A big congratulations to Michelle Shuford, of the Asheville, NC Ski Club, a member Club of Crescent Ski Council, on her selection as one of 13 coaches for the Special Olympics Alpine World Games in 2017. She was chosen out of 100 applicants. What an honor!! Michelle has been Crescent’s VP & Spring Conventions Chair over the past 2 years and will be CSC’s Conventions Chair for 2016/17. Graz and Schladming in Styria, Austria, will host the 2017 Special Olympics World Winter Games. 3,000 Special Olympics athletes from 110 nations will compete in 9 Olympic-type winter sports. The following is the article from The Asheville Citizens Times, published May 26, 2016 [https://www.citizen-times.com/story/news/local/2016/05/26/two-wnc-skiers-chosen-coach-special-olympics/84793800/]:
Michelle Shuford of Asheville, seen here near Steamboat Springs, Colorado, has been chosen as a coach with the Special Olympics Winter Games in March in Austria.
Michelle Shuford, of Asheville, and Jake Harkey of Boone, both instructors at the French Swiss Ski School at Appalachian Ski Mountain, have been chosen out of more than 100 applicants to serve as coaches at the Special Olympics. “It was a wild hair. I decided to apply,” said Shuford, who started working as a ski instructor when a student at Appalachian State University. After moving to Asheville in 1993, she joined the Asheville Ski Club and began volunteering with the Special Olympics.
Shuford said she was shocked and honored to be chosen to represent the United States and chaperone the country’s skiers at the Special Olympics.
There will be a training camp in December in Killington, Vermont where coaches and athletes will meet. “We’re going to be paired with three or four athletes around the country. We’ll be in charge of pre-training and dry land training, equipment lists, packing lists,” Shuford said. “We’ll be their chaperones and get them to the mountain and while at the mountain, get them assigned to different groups.”

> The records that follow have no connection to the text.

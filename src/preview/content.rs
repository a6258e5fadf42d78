use crate::viewport::Raster;

/// What the content area shows.
#[derive(Debug, Clone)]
pub enum PreviewBody {
    Image(Raster),
    /// The view cannot be previewed; the reason is shown to the user.
    Placeholder(String),
    /// Something went wrong producing or loading the raster.
    Error(String),
}

impl PreviewBody {
    /// In-window text for non-image bodies.
    pub fn message(&self) -> Option<String> {
        match self {
            Self::Image(_) => None,
            Self::Placeholder(reason) | Self::Error(reason) => {
                Some(format!("Preview not available: {reason}"))
            }
        }
    }
}

/// One complete frame of preview content. Applying it replaces whatever the
/// window showed before.
#[derive(Debug, Clone)]
pub struct PreviewContent {
    pub title: String,
    pub subtype: String,
    pub body: PreviewBody,
}

impl PreviewContent {
    pub fn new(title: impl Into<String>, subtype: impl Into<String>, body: PreviewBody) -> Self {
        Self {
            title: title.into(),
            subtype: subtype.into(),
            body,
        }
    }

    pub fn image(title: impl Into<String>, subtype: impl Into<String>, raster: Raster) -> Self {
        Self::new(title, subtype, PreviewBody::Image(raster))
    }

    pub fn placeholder(
        title: impl Into<String>,
        subtype: impl Into<String>,
        reason: impl Into<String>,
    ) -> Self {
        Self::new(title, subtype, PreviewBody::Placeholder(reason.into()))
    }

    pub fn error(
        title: impl Into<String>,
        subtype: impl Into<String>,
        message: impl Into<String>,
    ) -> Self {
        Self::new(title, subtype, PreviewBody::Error(message.into()))
    }
}

#[cfg(test)]
mod tests {
    use super::*;

    #[test]
    fn test_placeholder_message() {
        let content = PreviewContent::placeholder("Door Schedule", "Schedule", "unsupported view type");
        assert_eq!(
            content.body.message().as_deref(),
            Some("Preview not available: unsupported view type")
        );
    }

    #[test]
    fn test_image_has_no_message() {
        let content = PreviewContent::image("Level 1", "Floor Plan", Raster::new(1, 1));
        assert!(content.body.message().is_none());
    }
}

Shuford, who owns Sunrise Sawmill in Oakley with her husband Don, learned to ski at age 5 at Sugar Mountain Ski Area, and has been a ski instructor for 30 years. She now teaches at Ober Gatlinburg and the French Swiss Ski School at Appalachian Mountain.
Special Olympics is the largest international sport movement for people with intellectual disabilities. It offers year-round training and competition opportunities in 32 Olympic disciplines for more than 4.2 million athletes in 170 countries. The Winter Games in Austria will have nine disciplines: Figure skating, speed skating, floor hockey/floorball, snow shoeing, alpine skiing, Nordic skiing, snowboarding and stick shooting. It is expected to draw 3,000 athletes from 110 countries, 1,100 coaches and assistants and 3,000 volunteers, in addition to thousands of spectators and media, said Rachel McQuiston, vice president of communications for Special Olympics North Carolina. Coaches apply from across the country. They are chosen by Special Olympics USA. “It’s a big honor for them to be chosen,” McQuiston said.
Shuford said the Special Olympics Winter Games brings out a sense of pride and overall happiness that even exceeds the Olympic Games, with coaches who are in it purely for the love of the sport and the athletes, who have developmental disabilities. “It stems from my overall love of ski instructing and seeing that fire getting lit in someone else. The fact is that these folks do have some hurdles they have to overcome in life, and they get out there on the snow and they’re just like everyone else,” Shuford said.
“They get to compete and ski and really enjoy doing it. I really love being able to instill that in them and the ability in them to know they can overcome obstacles. If they can do that in the Special Olympics, they know they can do that in the rest of their lives.”